Beyond the idyllic or gimmicky images – that “perpetual Disneyland” that Antonio Diéguez, professor of Philosophy of Science, reproaches certain sectors of techno-science for promulgating -, Sinclair is a reputable guy, with a respectable scientific career. His research methods may well cause a major disruption in health care – time will tell. However, there is nothing original about his objective, laudable as it may be: history shows that we are undeniably living longer and better with every passing century. In Spain, for example, life expectancy has increased by 15 years in the last four decades of progress. A fact that not even the tragic effects of the pandemic can curb.

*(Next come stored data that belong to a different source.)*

use std::collections::BTreeMap;
use std::sync::Arc;

use chrono::DateTime;
use chrono::NaiveDate;
use chrono::Utc;
use serde::Deserialize;
use serde::Serialize;

use crate::classify::{classify, Category};

/// Milliseconds accumulated per domain during one calendar day.
pub type DailyUsage = BTreeMap<Arc<str>, i64>;

/// All-time aggregate for one domain. Field names follow the stored document
/// format, which the export command round-trips verbatim.
#[derive(PartialEq, Eq, Debug, Serialize, Deserialize, Clone)]
#[serde(rename_all = "camelCase")]
pub struct DomainRecord {
    /// Cumulative milliseconds across every recorded session.
    pub total_time: i64,
    /// Number of closed sessions that made it past the noise threshold.
    pub visits: u64,
    #[serde(with = "chrono::serde::ts_milliseconds")]
    pub last_visit: DateTime<Utc>,
    #[serde(default, skip_serializing_if = "Option::is_none")]
    pub title: Option<Arc<str>>,
    pub category: Category,
}

/// The persisted whole: all-time records keyed by domain plus per-day usage
/// buckets keyed by ISO date. Read and written as one document.
#[derive(PartialEq, Debug, Default, Serialize, Deserialize, Clone)]
#[serde(rename_all = "camelCase")]
pub struct StatsDocument {
    #[serde(default)]
    pub time_data: BTreeMap<Arc<str>, DomainRecord>,
    #[serde(default)]
    pub daily_data: BTreeMap<NaiveDate, DailyUsage>,
}

impl StatsDocument {
    /// Applies one closed session to both aggregates. The category is
    /// recomputed on every write, so table changes take effect on the next
    /// visit to a domain.
    pub fn record_visit(
        &mut self,
        domain: &Arc<str>,
        title: Option<Arc<str>>,
        elapsed_ms: i64,
        now: DateTime<Utc>,
    ) {
        let record = self
            .time_data
            .entry(domain.clone())
            .or_insert_with(|| DomainRecord {
                total_time: 0,
                visits: 0,
                last_visit: now,
                title: None,
                category: classify(domain),
            });
        record.total_time += elapsed_ms;
        record.visits += 1;
        record.last_visit = now;
        if title.is_some() {
            record.title = title;
        }
        record.category = classify(domain);

        let bucket = self.daily_data.entry(now.date_naive()).or_default();
        *bucket.entry(domain.clone()).or_insert(0) += elapsed_ms;
    }
}
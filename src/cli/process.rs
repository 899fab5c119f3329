use std::{path::Path, process::Stdio};

use anyhow::Result;
use sysinfo::{get_current_pid, Signal, System};

use super::daemon_path::to_daemon_path;

/// Terminates every running daemon whose executable matches `daemon_exe`.
pub fn kill_previous_servers(daemon_exe: &Path) {
    let system = System::new_all();
    let current_id = get_current_pid().unwrap();
    for process in system.processes().values() {
        if process.pid() == current_id {
            continue;
        }
        if matches!(process.parent(), Some(p) if p == current_id) {
            continue;
        }
        let Some(exe) = process.exe().filter(|v| v.exists()) else {
            continue;
        };
        if exe != daemon_exe {
            continue;
        }

        if process.kill_with(Signal::Term).is_none() {
            // Not every platform can deliver SIGTERM, fall back to a plain
            // kill there.
            process.kill();
        }
        process.wait();
    }
}

/// Intended for shutting down a previous daemon and starting a new one. The
/// daemon binary detaches itself, so all this has to do is spawn it and let
/// go.
pub fn restart_server() -> Result<()> {
    // The daemon path is derived from the current executable, which covers
    // the usual side-by-side install.
    let daemon =
        to_daemon_path(std::env::current_exe().expect("Can't operate without an executable"));
    kill_previous_servers(&daemon);
    let mut command = std::process::Command::new(daemon);

    #[cfg(unix)]
    {
        use std::os::unix::process::CommandExt;
        command.process_group(0);
        command.stdin(Stdio::null());
        command.stdout(Stdio::null());
    }

    println!("Spawning");
    #[allow(clippy::zombie_processes)]
    let _ = command.spawn()?;
    println!("Success");
    Ok(())
}
pub mod daemon_path;
pub mod export;
pub mod output;
pub mod process;

use std::{collections::BTreeMap, fmt::Display, path::PathBuf};

use anyhow::{anyhow, Result};
use chrono::{NaiveDate, Utc};
use chrono_english::{parse_date_string, Dialect};
use clap::{Parser, Subcommand, ValueEnum};
use process::{kill_previous_servers, restart_server};
use tracing::level_filters::LevelFilter;

use crate::{
    browser::socket::DEFAULT_BRIDGE_PORT,
    classify::CategoryKind,
    cli::{
        daemon_path::to_daemon_path,
        output::{
            analysis::{
                daily_series, filter_by_range, filter_since, site_stats, summarize, top_domains,
                SeriesMetric, TimeRange,
            },
            report::{insights, weekly_report},
            print_days, print_report, print_sites, print_summary, SiteRow,
        },
    },
    daemon::{
        start_daemon,
        storage::{
            entities::{DailyUsage, StatsDocument},
            stats_storage::{JsonStatsStorage, StatsStorage},
        },
        DaemonOptions, STATS_FILE_NAME,
    },
    utils::{
        dir::create_application_default_path,
        logging::{enable_logging, CLI_PREFIX},
        percentage::{millis_percentage, Percentage},
    },
};

#[derive(Parser, Debug)]
#[command(name = "Tabtime", version, long_about = None)]
#[command(about = "Daemon and CLI for tracking time spent on websites", long_about = None)]
struct Args {
    #[command(subcommand)]
    commands: Commands,
    #[arg(long, help = "Enable logging")]
    log: bool,
}

#[derive(Debug, Clone, Copy, ValueEnum)]
enum CategoryFilter {
    All,
    Productive,
    Unproductive,
    Neutral,
}

impl CategoryFilter {
    fn matches(&self, kind: CategoryKind) -> bool {
        match self {
            CategoryFilter::All => true,
            CategoryFilter::Productive => kind == CategoryKind::Productive,
            CategoryFilter::Unproductive => kind == CategoryKind::Unproductive,
            CategoryFilter::Neutral => kind == CategoryKind::Neutral,
        }
    }
}

impl Display for CategoryFilter {
    fn fmt(&self, f: &mut std::fmt::Formatter<'_>) -> std::fmt::Result {
        match self {
            CategoryFilter::All => write!(f, "all"),
            CategoryFilter::Productive => write!(f, "productive"),
            CategoryFilter::Unproductive => write!(f, "unproductive"),
            CategoryFilter::Neutral => write!(f, "neutral"),
        }
    }
}

#[derive(Subcommand, Debug)]
#[command(version, about, long_about = None)]
enum Commands {
    #[command(about = "Starts the tracking daemon")]
    Init {},
    #[command(about = "Stop a currently running daemon.")]
    Stop {},
    #[command(
        about = "Run the daemon directly in the current console. Used for creating a daemon internally and for debugging"
    )]
    Serve {
        #[arg(
            long,
            help = "Application directory. By default tries to save into $XDG_STATE_HOME or $HOME/.local/state"
        )]
        dir: Option<PathBuf>,
        #[arg(long, default_value_t = DEFAULT_BRIDGE_PORT, help = "Loopback port the browser bridge connects to")]
        port: u16,
        #[arg(long = "idle-pause", help = "Stop accumulating time while the user is idle")]
        idle_pause: bool,
    },
    #[command(about = "Display summary statistics for a time range")]
    Stats {
        #[arg(short, long, default_value_t = TimeRange::Today)]
        range: TimeRange,
    },
    #[command(about = "Display the top websites for a time range")]
    Sites {
        #[arg(short, long, default_value_t = TimeRange::Week)]
        range: TimeRange,
        #[arg(
            long,
            help = "Overrides --range with a start date. Examples are \"yesterday\", \"2 days ago\", \"15/03/2025\""
        )]
        since: Option<String>,
        #[arg(short, long, default_value_t = CategoryFilter::All)]
        category: CategoryFilter,
        #[arg(short, long, default_value_t = 10)]
        limit: usize,
        #[arg(short = 'p', long = "percentage", help = "Filter sites to have at least specified percentage of tracked time", default_value_t = Percentage::new_opt(0.).unwrap())]
        min_percentage: Percentage,
    },
    #[command(about = "Display a per-day series of tracked minutes or productivity score")]
    Days {
        #[arg(short, long, value_enum, default_value_t = SeriesMetric::Time)]
        metric: SeriesMetric,
        #[arg(short, long, default_value_t = 7)]
        days: u32,
    },
    #[command(about = "Display the weekly report with insights and recommendations")]
    Report {},
    #[command(about = "Export all tracked data to a JSON file")]
    Export {
        #[arg(long, help = "Output path. Defaults to productivity-data-<date>.json")]
        out: Option<PathBuf>,
    },
}

pub async fn run_cli() -> Result<()> {
    let args = Args::parse();

    let logging_level = if args.log {
        Some(LevelFilter::TRACE)
    } else {
        None
    };
    enable_logging(
        CLI_PREFIX,
        &create_application_default_path()?,
        logging_level,
        args.log,
    )?;

    match args.commands {
        Commands::Init {} => {
            restart_server()?;
            Ok(())
        }
        Commands::Stop {} => {
            let daemon = to_daemon_path(std::env::current_exe().unwrap());
            kill_previous_servers(&daemon);
            Ok(())
        }
        Commands::Serve {
            dir,
            port,
            idle_pause,
        } => {
            let dir = dir.map_or_else(create_application_default_path, Ok)?;
            start_daemon(dir, DaemonOptions { port, idle_pause }).await?;
            Ok(())
        }
        Commands::Stats { range } => {
            let document = load_document().await?;
            let today = Utc::now().date_naive();
            let buckets = filter_by_range(&document.daily_data, range, today);
            print_summary(&summarize(&buckets, &document.time_data));
            Ok(())
        }
        Commands::Sites {
            range,
            since,
            category,
            limit,
            min_percentage,
        } => {
            let document = load_document().await?;
            let today = Utc::now().date_naive();
            let buckets = match since {
                Some(expression) => {
                    let cutoff = parse_date_string(&expression, Utc::now(), Dialect::Uk)
                        .map_err(|e| anyhow!("Failed to parse start date {expression}: {e}"))?;
                    filter_since(&document.daily_data, cutoff.date_naive())
                }
                None => filter_by_range(&document.daily_data, range, today),
            };
            let rows = site_rows(&document, &buckets, category, limit, min_percentage);
            print_sites(&rows);
            Ok(())
        }
        Commands::Days { metric, days } => {
            let document = load_document().await?;
            let today = Utc::now().date_naive();
            let series = daily_series(
                &document.time_data,
                &document.daily_data,
                metric,
                days,
                today,
            );
            print_days(&series, metric);
            Ok(())
        }
        Commands::Report {} => {
            let document = load_document().await?;
            let today = Utc::now().date_naive();
            print_report(&weekly_report(&document, today), &insights(&document));
            Ok(())
        }
        Commands::Export { out } => {
            let document = load_document().await?;
            let path = export::export_data(&document, out, Utc::now()).await?;
            println!("Exported to {}", path.display());
            Ok(())
        }
    }
}

async fn load_document() -> Result<StatsDocument> {
    let storage =
        JsonStatsStorage::new(create_application_default_path()?.join(STATS_FILE_NAME))?;
    storage.load().await
}

fn site_rows(
    document: &StatsDocument,
    buckets: &BTreeMap<NaiveDate, DailyUsage>,
    category: CategoryFilter,
    limit: usize,
    min_percentage: Percentage,
) -> Vec<SiteRow> {
    let total_time: i64 = site_stats(buckets).values().map(|site| site.total_time).sum();

    top_domains(buckets, usize::MAX)
        .into_iter()
        .filter_map(|(domain, stats)| {
            let record = document.time_data.get(&domain);
            let (kind, label, visits) = match record {
                Some(record) => (
                    record.category.kind,
                    record.category.label.to_string(),
                    record.visits,
                ),
                None => (
                    CategoryKind::Neutral,
                    crate::classify::NEUTRAL_LABEL.to_string(),
                    0,
                ),
            };
            if !category.matches(kind) {
                return None;
            }
            let share = millis_percentage(stats.total_time, total_time);
            if *share < *min_percentage {
                return None;
            }
            Some(SiteRow {
                domain: domain.to_string(),
                time: stats.total_time,
                share,
                kind,
                label,
                visits,
            })
        })
        .take(limit)
        .collect()
}
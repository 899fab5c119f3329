use anyhow::Result;

use crate::daemon::event::FocusEvent;

/// Represents an event processor. This should realistically be able to
/// abstract over different options: local tracking, remote submission.
pub trait EventProcessor {
    fn process_next(&mut self, message: FocusEvent) -> impl std::future::Future<Output = Result<()>>;

    fn finalize(&mut self) -> impl std::future::Future<Output = Result<()>>;
}
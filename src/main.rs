use anyhow::Result;
use tabtime::cli::run_cli;
use tracing::error;


#[tokio::main]
async fn main() -> Result<()> {

    run_cli().await.inspect_err(|e| {
        error!("Error running cli {e:?}");
    })?;
    Ok(())
}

Possibly the greatest difference of the digital age compared to every other era that came before it is the speed at which change is happening. The wave of advanced innovation in the field of health, along with improvements in our diets and lifestyles, contribute to this equation: we do not know if we will reach 150 by the end of this century, but it is not at all quixotic to say that, if we can successfully solve the climate emergency ahead of us, we will live longer and suffer less. And that is where, as always, the questions arise. Will it be possible to delay the retirement age in a robotised society where demand for labour will fall sharply? What will happen to those sections of the population that cannot access and benefit from this wave of health innovation? How are the power imbalances between generations going to be resolved when the lion’s share of income is controlled by the over-60s? Will we – as Professor Diéguez argues – create a gap so brutal that social classes will be replaced by biological classes? While these questions remain unanswered, we will insist on the idea which, in a way, is at the heart of Ethic‘s editorial line: progress, without humanism, can never be called progress.